Abstract
Main conclusion
Multiplexed Cas9-based genome editing of cotton resulted in reduction of viral load with asymptomatic cotton plants. In depth imaging of proteomic dynamics of resulting CLCuV betasatellite and DNA-A protein was also performed.
Abstract
The notorious cotton leaf curl virus (CLCuV), which is transmitted by the sap-sucking insect whitefly, continuously damages cotton crops. Although the application of various toxins and RNAi has shown some promise, sustained control has not been achieved. Consequently, CRISPR_Cas9 was applied by designing multiplex targets against DNA-A (AC2 and AC3) and betasatellite (βC1) of CLCuV using CRISPR direct and ligating into the destination vector of the plant using gateway ligation method.
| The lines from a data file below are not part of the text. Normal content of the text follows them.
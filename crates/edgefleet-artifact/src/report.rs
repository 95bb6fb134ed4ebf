use std::time::Duration;

use serde::{Serialize, Serializer};

use crate::engine::{TransferOp, TransferReason, Transferred};

#[derive(Debug, Clone, PartialEq, Eq, Serialize)]
#[serde(tag = "status", rename_all = "snake_case")]
pub enum TransferStatus {
  Transferred(Transferred),
  Failed { error: String, integrity: bool },
}

#[derive(Debug, Clone, Serialize)]
pub struct ArtifactOutcome {
  pub op: TransferOp,
  #[serde(flatten)]
  pub status: TransferStatus,
}

/// Per-artifact result of one source-to-target sync.
#[derive(Debug, Clone, Serialize)]
pub struct SyncReport {
  pub source: String,
  pub target: String,
  pub outcomes: Vec<ArtifactOutcome>,
  #[serde(rename = "elapsed_ms", serialize_with = "serialize_millis")]
  pub elapsed: Duration,
}

impl SyncReport {
  pub fn is_success(&self) -> bool {
    self
      .outcomes
      .iter()
      .all(|o| matches!(o.status, TransferStatus::Transferred(_)))
  }

  pub fn failed(&self) -> Vec<&ArtifactOutcome> {
    self
      .outcomes
      .iter()
      .filter(|o| matches!(o.status, TransferStatus::Failed { .. }))
      .collect()
  }

  pub fn bytes_transferred(&self) -> u64 {
    self
      .outcomes
      .iter()
      .map(|o| match &o.status {
        TransferStatus::Transferred(t) => t.bytes,
        TransferStatus::Failed { .. } => 0,
      })
      .sum()
  }

  pub fn render(&self) -> String {
    if self.outcomes.is_empty() {
      return format!("{} is in sync with {}\n", self.target, self.source);
    }
    let mut out = format!("{} -> {}\n", self.source, self.target);
    for outcome in &self.outcomes {
      let reason = match &outcome.op.reason {
        TransferReason::Missing => "missing",
        TransferReason::HashMismatch { .. } => "hash mismatch",
      };
      let status = match &outcome.status {
        TransferStatus::Transferred(t) if t.resumed_from > 0 => {
          format!("ok ({} bytes, resumed at {})", t.bytes, t.resumed_from)
        }
        TransferStatus::Transferred(t) => format!("ok ({} bytes)", t.bytes),
        TransferStatus::Failed { error, .. } => format!("FAILED: {error}"),
      };
      out.push_str(&format!("  {:<32} {:<14} {status}\n", outcome.op.id, reason));
    }
    out.push_str(&format!(
      "{} of {} artifacts transferred, {} bytes in {}ms\n",
      self.outcomes.len() - self.failed().len(),
      self.outcomes.len(),
      self.bytes_transferred(),
      self.elapsed.as_millis()
    ));
    out
  }
}

fn serialize_millis<S: Serializer>(duration: &Duration, serializer: S) -> Result<S::Ok, S::Error> {
  serializer.serialize_u64(duration.as_millis() as u64)
}
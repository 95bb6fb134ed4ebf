//! Fleet health for edgefleet.
//!
//! A [`HealthAggregator`] probes each configured service on the nodes it
//! applies to, one fan-out sweep per distinct probe, and folds the results
//! into a [`HealthSnapshot`]. Failing services with a remediation command get
//! that command once per snapshot followed by a single re-probe. Failure
//! streaks carry across snapshots so alerts key on repeated failures rather
//! than a single bad probe.

mod aggregator;
mod error;
mod monitor;
mod probe;
mod snapshot;

pub use aggregator::{HealthAggregator, HealthPolicy};
pub use error::HealthError;
pub use monitor::HealthMonitor;
pub use probe::{Evaluation, Probe, ServiceSpec, ServiceStatus, default_services};
pub use snapshot::{Alert, HealthSnapshot, NodeHealth, Remediation, RemediationOutcome, ServiceHealth};
//! Fan-out execution for edgefleet.
//!
//! The [`Coordinator`] runs one request per node, all concurrently, each
//! bounded by the same deadline, and collects a [`FanOutReport`] holding
//! exactly one result per requested node. Partial failure is the normal case
//! and is reported, never raised.

mod coordinator;
mod error;
mod report;
mod table;

pub use coordinator::{Coordinator, SWEEP_OVERHEAD};
pub use error::FanOutError;
pub use report::{AggregateStatus, FanOutReport};
pub use table::Table;
//! Service checks and how their results map to a status.

use std::collections::BTreeSet;
use std::fmt;
use std::time::Duration;

use edgefleet_artifact::ModelInventory;
use edgefleet_config::{CheckDef, ServiceDef};
use edgefleet_executor::{ErrorDetail, ExecStatus, ExecutionRequest, ExecutionResult, HttpProbe};
use edgefleet_registry::{Node, Role};
use serde::{Deserialize, Serialize};

#[derive(Debug, Clone, Copy, PartialEq, Eq, Hash, Serialize, Deserialize)]
#[serde(rename_all = "snake_case")]
pub enum ServiceStatus {
  Up,
  Degraded,
  Down,
}

impl ServiceStatus {
  pub fn as_str(&self) -> &'static str {
    match self {
      ServiceStatus::Up => "up",
      ServiceStatus::Degraded => "degraded",
      ServiceStatus::Down => "down",
    }
  }

  /// Anything short of `Up` counts toward the consecutive-failure streak.
  pub fn is_failing(&self) -> bool {
    *self != ServiceStatus::Up
  }
}

impl fmt::Display for ServiceStatus {
  fn fmt(&self, f: &mut fmt::Formatter<'_>) -> fmt::Result {
    f.write_str(self.as_str())
  }
}

/// What to ask a node to decide whether a service is healthy.
#[derive(Debug, Clone, PartialEq, Serialize)]
#[serde(tag = "type", rename_all = "snake_case")]
pub enum Probe {
  /// An authenticated no-op command.
  Reachability,
  Http {
    /// `None` probes the node's inference port.
    port: Option<u16>,
    path: String,
    min_models: Option<usize>,
  },
  /// A command printing one number, optionally suffixed with `%`.
  Resource { command: String, warn: f64, critical: f64 },
}

/// Status of one service on one node, derived from one probe result.
#[derive(Debug, Clone, PartialEq)]
pub struct Evaluation {
  pub status: ServiceStatus,
  pub detail: String,
}

impl Evaluation {
  fn new(status: ServiceStatus, detail: impl Into<String>) -> Self {
    Self {
      status,
      detail: detail.into(),
    }
  }
}

impl Probe {
  pub fn request(&self, node: &Node, deadline: Duration) -> ExecutionRequest {
    match self {
      Probe::Reachability => ExecutionRequest::command("true", deadline),
      Probe::Http { port, path, .. } => {
        ExecutionRequest::http(HttpProbe::get(port.unwrap_or(node.inference_port), path.clone()), deadline)
      }
      Probe::Resource { command, .. } => ExecutionRequest::command(command.clone(), deadline),
    }
  }

  pub fn evaluate(&self, result: &ExecutionResult) -> Evaluation {
    if result.status != ExecStatus::Success {
      return Evaluation::new(ServiceStatus::Down, failure_detail(result));
    }
    match self {
      Probe::Reachability => Evaluation::new(ServiceStatus::Up, "reachable"),
      Probe::Http { min_models: None, .. } => Evaluation::new(ServiceStatus::Up, "responding"),
      Probe::Http {
        min_models: Some(min), ..
      } => match result.json::<ModelInventory>() {
        Err(e) => Evaluation::new(ServiceStatus::Degraded, format!("unreadable model inventory: {e}")),
        Ok(inventory) if inventory.models.is_empty() => {
          Evaluation::new(ServiceStatus::Degraded, "no models available")
        }
        Ok(inventory) if inventory.models.len() < *min => Evaluation::new(
          ServiceStatus::Degraded,
          format!("{} models loaded, expected at least {min}", inventory.models.len()),
        ),
        Ok(inventory) => Evaluation::new(ServiceStatus::Up, format!("{} models loaded", inventory.models.len())),
      },
      Probe::Resource { warn, critical, .. } => {
        let text = result.text();
        let Some(value) = parse_reading(&text) else {
          return Evaluation::new(ServiceStatus::Down, format!("unreadable value: {:?}", text.trim()));
        };
        let status = if value >= *critical {
          ServiceStatus::Down
        } else if value >= *warn {
          ServiceStatus::Degraded
        } else {
          ServiceStatus::Up
        };
        Evaluation::new(status, format!("{value} (warn {warn}, critical {critical})"))
      }
    }
  }
}

fn failure_detail(result: &ExecutionResult) -> String {
  match &result.error {
    Some(ErrorDetail::Connect { .. }) => "connection refused".to_string(),
    Some(ErrorDetail::Timeout { deadline_ms }) => format!("no answer within {deadline_ms}ms"),
    Some(detail) => detail.to_string(),
    None => "probe failed".to_string(),
  }
}

fn parse_reading(text: &str) -> Option<f64> {
  text.trim().trim_end_matches('%').trim().parse().ok()
}

impl From<&CheckDef> for Probe {
  fn from(check: &CheckDef) -> Self {
    match check {
      CheckDef::Reachability => Probe::Reachability,
      CheckDef::Http { port, path, min_models } => Probe::Http {
        port: *port,
        path: path.clone(),
        min_models: *min_models,
      },
      CheckDef::Resource { command, warn, critical } => Probe::Resource {
        command: command.clone(),
        warn: *warn,
        critical: *critical,
      },
    }
  }
}

/// A monitored service, the nodes it applies to and how to repair it.
#[derive(Debug, Clone, PartialEq)]
pub struct ServiceSpec {
  pub name: String,
  pub probe: Probe,
  /// Empty applies to every role.
  pub roles: BTreeSet<Role>,
  /// Every listed capability is required.
  pub capabilities: BTreeSet<String>,
  pub remediation: Option<String>,
}

impl ServiceSpec {
  pub fn new(name: impl Into<String>, probe: Probe) -> Self {
    Self {
      name: name.into(),
      probe,
      roles: BTreeSet::new(),
      capabilities: BTreeSet::new(),
      remediation: None,
    }
  }

  pub fn for_role(mut self, role: impl Into<Role>) -> Self {
    self.roles.insert(role.into());
    self
  }

  pub fn requiring(mut self, capability: impl Into<String>) -> Self {
    self.capabilities.insert(capability.into());
    self
  }

  pub fn remediate_with(mut self, command: impl Into<String>) -> Self {
    self.remediation = Some(command.into());
    self
  }

  pub fn applies_to(&self, node: &Node) -> bool {
    (self.roles.is_empty() || self.roles.contains(&node.role))
      && self.capabilities.iter().all(|c| node.has_capability(c))
  }
}

impl From<&ServiceDef> for ServiceSpec {
  fn from(def: &ServiceDef) -> Self {
    Self {
      name: def.name.clone(),
      probe: Probe::from(&def.check),
      roles: def.roles.iter().map(|r| Role::from(r.as_str())).collect(),
      capabilities: def.capabilities.iter().cloned().collect(),
      remediation: def.remediation.clone(),
    }
  }
}

/// The services monitored when the fleet file names none: reachability on
/// every node and the inference endpoint on AI nodes.
pub fn default_services() -> Vec<ServiceSpec> {
  vec![
    ServiceSpec::new("ssh", Probe::Reachability),
    ServiceSpec::new(
      "inference",
      Probe::Http {
        port: None,
        path: "/api/tags".to_string(),
        min_models: Some(1),
      },
    )
    .for_role(Role::PrimaryAi)
    .for_role(Role::SecondaryAi),
  ]
}
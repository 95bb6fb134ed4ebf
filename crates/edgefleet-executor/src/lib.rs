//! Remote execution for edgefleet.
//!
//! This crate provides the [`RemoteExecutor`] which runs one command or HTTP
//! probe against one node under a hard deadline and turns whatever happened
//! into an [`ExecutionResult`] value. It never retries and never raises on a
//! per-node failure; callers decide what a failure means.
//!
//! The wire work is delegated to a [`Transport`]. [`NetworkTransport`] is the
//! production implementation (system `ssh` client plus `reqwest`); tests plug
//! in simulated transports.

mod executor;
mod http;
mod network;
mod request;
mod result;
mod ssh;
mod transport;

pub use executor::RemoteExecutor;
pub use http::HttpClient;
pub use network::NetworkTransport;
pub use request::{ExecutionRequest, HttpMethod, HttpProbe, IdempotencyClass, Identity, Operation, RemoteCommand};
pub use result::{ErrorDetail, ExecStatus, ExecutionResult};
pub use ssh::{SshClient, SshOptions};
pub use transport::{CommandOutput, HttpResponse, Transport, TransportError};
The successful ligation of targets into the destination vector was confirmed by the amplification of 1049 bp using a primer created from the promoter and target, while restriction digestion using the AflII and Asc1 enzymes determined how compact the plasmid developed and the nucleotide specificity of the plasmid was achieved through Sanger sequencing. PCR confirmed the successful introduction of plasmid into CKC-1 cotton variety. Through Sanger sequencing and correlation with the mRNA expression of DNA-A and betasatellite in genome-edited cotton plants subjected to agroinfiltration of CLCuV infectious clone, the effectiveness of knockout was established. The genome-edited cotton plants demonstrated edited efficacy of 72% for AC2 and AC3 and 90% for the (βC1) through amplicon sequencing, Molecular dynamics (MD) simulations were used to further validate the results. Higher RMSD values for the edited βC1 and AC3 proteins indicated functional loss caused by denaturation. Thus, CRISPR_Cas9 constructs can be rationally designed using high-throughput MD simulation technique. The confidence in using this technology to control plant virus and its vector was determined by the knockout efficiency and the virus inoculation assay.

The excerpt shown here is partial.